* EXERCISE *
Please repeat the lines below, exactly and only, from the one that holds "rtmp_client::MediaKind::Audio => audio_frames" through the one that holds "if let Some(props)".

Source data:
"""

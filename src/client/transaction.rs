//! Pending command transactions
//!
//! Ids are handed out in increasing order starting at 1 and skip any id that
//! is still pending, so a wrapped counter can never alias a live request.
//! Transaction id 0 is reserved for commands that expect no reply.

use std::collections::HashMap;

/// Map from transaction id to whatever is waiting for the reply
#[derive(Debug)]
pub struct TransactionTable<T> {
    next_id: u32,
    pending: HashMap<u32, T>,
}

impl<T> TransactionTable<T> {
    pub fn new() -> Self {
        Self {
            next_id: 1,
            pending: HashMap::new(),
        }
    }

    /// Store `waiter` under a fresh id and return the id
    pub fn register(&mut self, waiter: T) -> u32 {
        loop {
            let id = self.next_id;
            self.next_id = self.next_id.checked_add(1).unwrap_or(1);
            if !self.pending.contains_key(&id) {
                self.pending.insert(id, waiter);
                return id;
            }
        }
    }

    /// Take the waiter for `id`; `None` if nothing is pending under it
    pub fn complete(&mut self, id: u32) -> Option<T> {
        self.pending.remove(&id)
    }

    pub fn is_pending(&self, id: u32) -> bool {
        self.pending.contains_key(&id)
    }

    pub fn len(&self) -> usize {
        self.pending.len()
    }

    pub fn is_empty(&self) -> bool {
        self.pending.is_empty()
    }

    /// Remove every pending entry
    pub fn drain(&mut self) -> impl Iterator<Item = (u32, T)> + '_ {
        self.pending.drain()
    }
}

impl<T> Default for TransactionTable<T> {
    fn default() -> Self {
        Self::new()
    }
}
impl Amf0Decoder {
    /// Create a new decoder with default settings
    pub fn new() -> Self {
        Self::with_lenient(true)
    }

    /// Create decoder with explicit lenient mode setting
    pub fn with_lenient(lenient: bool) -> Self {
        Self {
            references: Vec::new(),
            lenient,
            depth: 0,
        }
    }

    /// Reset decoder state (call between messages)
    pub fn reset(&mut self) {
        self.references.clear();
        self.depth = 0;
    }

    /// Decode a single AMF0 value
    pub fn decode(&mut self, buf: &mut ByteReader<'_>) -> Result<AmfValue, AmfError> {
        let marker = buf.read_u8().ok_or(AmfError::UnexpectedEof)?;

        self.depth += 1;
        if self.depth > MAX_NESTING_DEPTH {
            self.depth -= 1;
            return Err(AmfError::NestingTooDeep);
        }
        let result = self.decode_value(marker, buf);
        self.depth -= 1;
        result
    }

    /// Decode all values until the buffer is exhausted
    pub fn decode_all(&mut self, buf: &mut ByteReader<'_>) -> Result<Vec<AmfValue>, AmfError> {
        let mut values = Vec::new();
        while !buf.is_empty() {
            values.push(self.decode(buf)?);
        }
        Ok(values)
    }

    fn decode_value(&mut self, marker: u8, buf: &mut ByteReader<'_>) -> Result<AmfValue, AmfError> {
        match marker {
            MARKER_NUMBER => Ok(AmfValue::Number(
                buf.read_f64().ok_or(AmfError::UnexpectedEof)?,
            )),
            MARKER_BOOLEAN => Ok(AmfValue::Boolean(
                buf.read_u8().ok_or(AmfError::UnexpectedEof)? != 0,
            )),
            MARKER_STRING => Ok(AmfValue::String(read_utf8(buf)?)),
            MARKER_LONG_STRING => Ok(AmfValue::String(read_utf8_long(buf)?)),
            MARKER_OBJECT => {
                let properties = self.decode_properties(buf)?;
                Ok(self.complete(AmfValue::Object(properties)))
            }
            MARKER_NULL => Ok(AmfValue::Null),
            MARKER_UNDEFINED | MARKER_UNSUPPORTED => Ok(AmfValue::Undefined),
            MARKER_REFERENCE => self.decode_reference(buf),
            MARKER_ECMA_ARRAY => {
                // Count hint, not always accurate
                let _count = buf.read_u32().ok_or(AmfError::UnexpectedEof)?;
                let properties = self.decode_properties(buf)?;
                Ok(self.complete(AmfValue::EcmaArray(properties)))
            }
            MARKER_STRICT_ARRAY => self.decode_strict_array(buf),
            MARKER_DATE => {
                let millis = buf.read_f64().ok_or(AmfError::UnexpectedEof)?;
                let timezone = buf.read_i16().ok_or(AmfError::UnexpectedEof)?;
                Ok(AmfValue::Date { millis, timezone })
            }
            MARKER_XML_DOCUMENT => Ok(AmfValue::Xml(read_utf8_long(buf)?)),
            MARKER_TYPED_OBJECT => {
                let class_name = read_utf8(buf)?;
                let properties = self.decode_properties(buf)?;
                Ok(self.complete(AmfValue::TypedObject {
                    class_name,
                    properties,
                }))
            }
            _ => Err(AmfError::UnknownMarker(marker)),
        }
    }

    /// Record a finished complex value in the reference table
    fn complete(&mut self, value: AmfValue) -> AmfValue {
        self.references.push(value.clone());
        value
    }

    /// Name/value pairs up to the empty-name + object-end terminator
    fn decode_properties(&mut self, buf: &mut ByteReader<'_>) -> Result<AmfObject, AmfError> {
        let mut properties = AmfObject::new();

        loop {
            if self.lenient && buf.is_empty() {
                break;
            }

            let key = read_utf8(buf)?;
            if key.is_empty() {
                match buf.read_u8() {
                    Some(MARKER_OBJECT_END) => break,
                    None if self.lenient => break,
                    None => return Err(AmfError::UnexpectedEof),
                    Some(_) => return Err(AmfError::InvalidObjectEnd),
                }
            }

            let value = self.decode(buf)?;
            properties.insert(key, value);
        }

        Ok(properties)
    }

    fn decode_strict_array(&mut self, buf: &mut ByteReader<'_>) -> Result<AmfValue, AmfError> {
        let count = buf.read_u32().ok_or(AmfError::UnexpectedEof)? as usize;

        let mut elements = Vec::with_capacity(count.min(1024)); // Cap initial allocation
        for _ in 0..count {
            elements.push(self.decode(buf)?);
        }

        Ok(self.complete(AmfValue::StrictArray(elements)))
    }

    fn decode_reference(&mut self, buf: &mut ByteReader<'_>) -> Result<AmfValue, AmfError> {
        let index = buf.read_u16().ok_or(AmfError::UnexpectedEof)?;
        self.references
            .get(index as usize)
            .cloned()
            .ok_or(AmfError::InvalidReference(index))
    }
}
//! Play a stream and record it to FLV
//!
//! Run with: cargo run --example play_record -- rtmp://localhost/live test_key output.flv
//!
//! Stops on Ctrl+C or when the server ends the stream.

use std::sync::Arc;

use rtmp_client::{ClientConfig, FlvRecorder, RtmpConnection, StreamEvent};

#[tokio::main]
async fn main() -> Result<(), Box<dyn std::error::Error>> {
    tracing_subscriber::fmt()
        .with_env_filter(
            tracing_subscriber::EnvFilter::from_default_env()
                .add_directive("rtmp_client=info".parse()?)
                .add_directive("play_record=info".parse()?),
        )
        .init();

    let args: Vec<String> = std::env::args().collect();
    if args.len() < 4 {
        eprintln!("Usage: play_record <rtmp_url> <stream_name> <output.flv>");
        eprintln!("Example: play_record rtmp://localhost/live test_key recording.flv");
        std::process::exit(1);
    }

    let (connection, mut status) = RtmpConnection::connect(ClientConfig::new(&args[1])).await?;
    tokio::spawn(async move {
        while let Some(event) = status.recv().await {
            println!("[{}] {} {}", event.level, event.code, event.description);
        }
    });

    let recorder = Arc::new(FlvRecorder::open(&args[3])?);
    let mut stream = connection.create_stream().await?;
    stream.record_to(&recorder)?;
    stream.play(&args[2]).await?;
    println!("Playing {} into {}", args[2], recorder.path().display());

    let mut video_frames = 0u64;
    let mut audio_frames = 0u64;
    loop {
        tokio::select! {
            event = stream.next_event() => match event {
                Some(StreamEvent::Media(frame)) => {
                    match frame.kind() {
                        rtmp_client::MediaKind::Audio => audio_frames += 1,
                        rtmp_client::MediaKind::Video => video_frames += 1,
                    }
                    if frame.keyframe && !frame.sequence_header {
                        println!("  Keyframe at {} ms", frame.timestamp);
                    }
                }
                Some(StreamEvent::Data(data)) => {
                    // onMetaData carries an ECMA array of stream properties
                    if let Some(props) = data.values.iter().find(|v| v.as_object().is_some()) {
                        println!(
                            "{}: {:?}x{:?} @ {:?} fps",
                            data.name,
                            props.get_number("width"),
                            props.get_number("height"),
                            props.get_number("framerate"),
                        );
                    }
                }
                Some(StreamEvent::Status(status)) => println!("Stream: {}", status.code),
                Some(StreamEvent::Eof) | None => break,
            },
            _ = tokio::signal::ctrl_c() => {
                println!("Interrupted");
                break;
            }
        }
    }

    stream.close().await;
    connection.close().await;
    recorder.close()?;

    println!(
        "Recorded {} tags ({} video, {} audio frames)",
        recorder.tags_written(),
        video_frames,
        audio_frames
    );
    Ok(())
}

"""

* ANSWER BOX *
                        rtmp_client::MediaKind::Audio => audio_frames += 1,
                        rtmp_client::MediaKind::Video => video_frames += 1,
                    }
                    if frame.keyframe && !frame.sequence_header {
                        println!("  Keyframe at {} ms", frame.timestamp);
                    }
                }
                Some(StreamEvent::Data(data)) => {
                    // onMetaData carries an ECMA array of stream properties
                    if let Some(props) = data.values.iter().find(|v| v.as_object().is_some()) {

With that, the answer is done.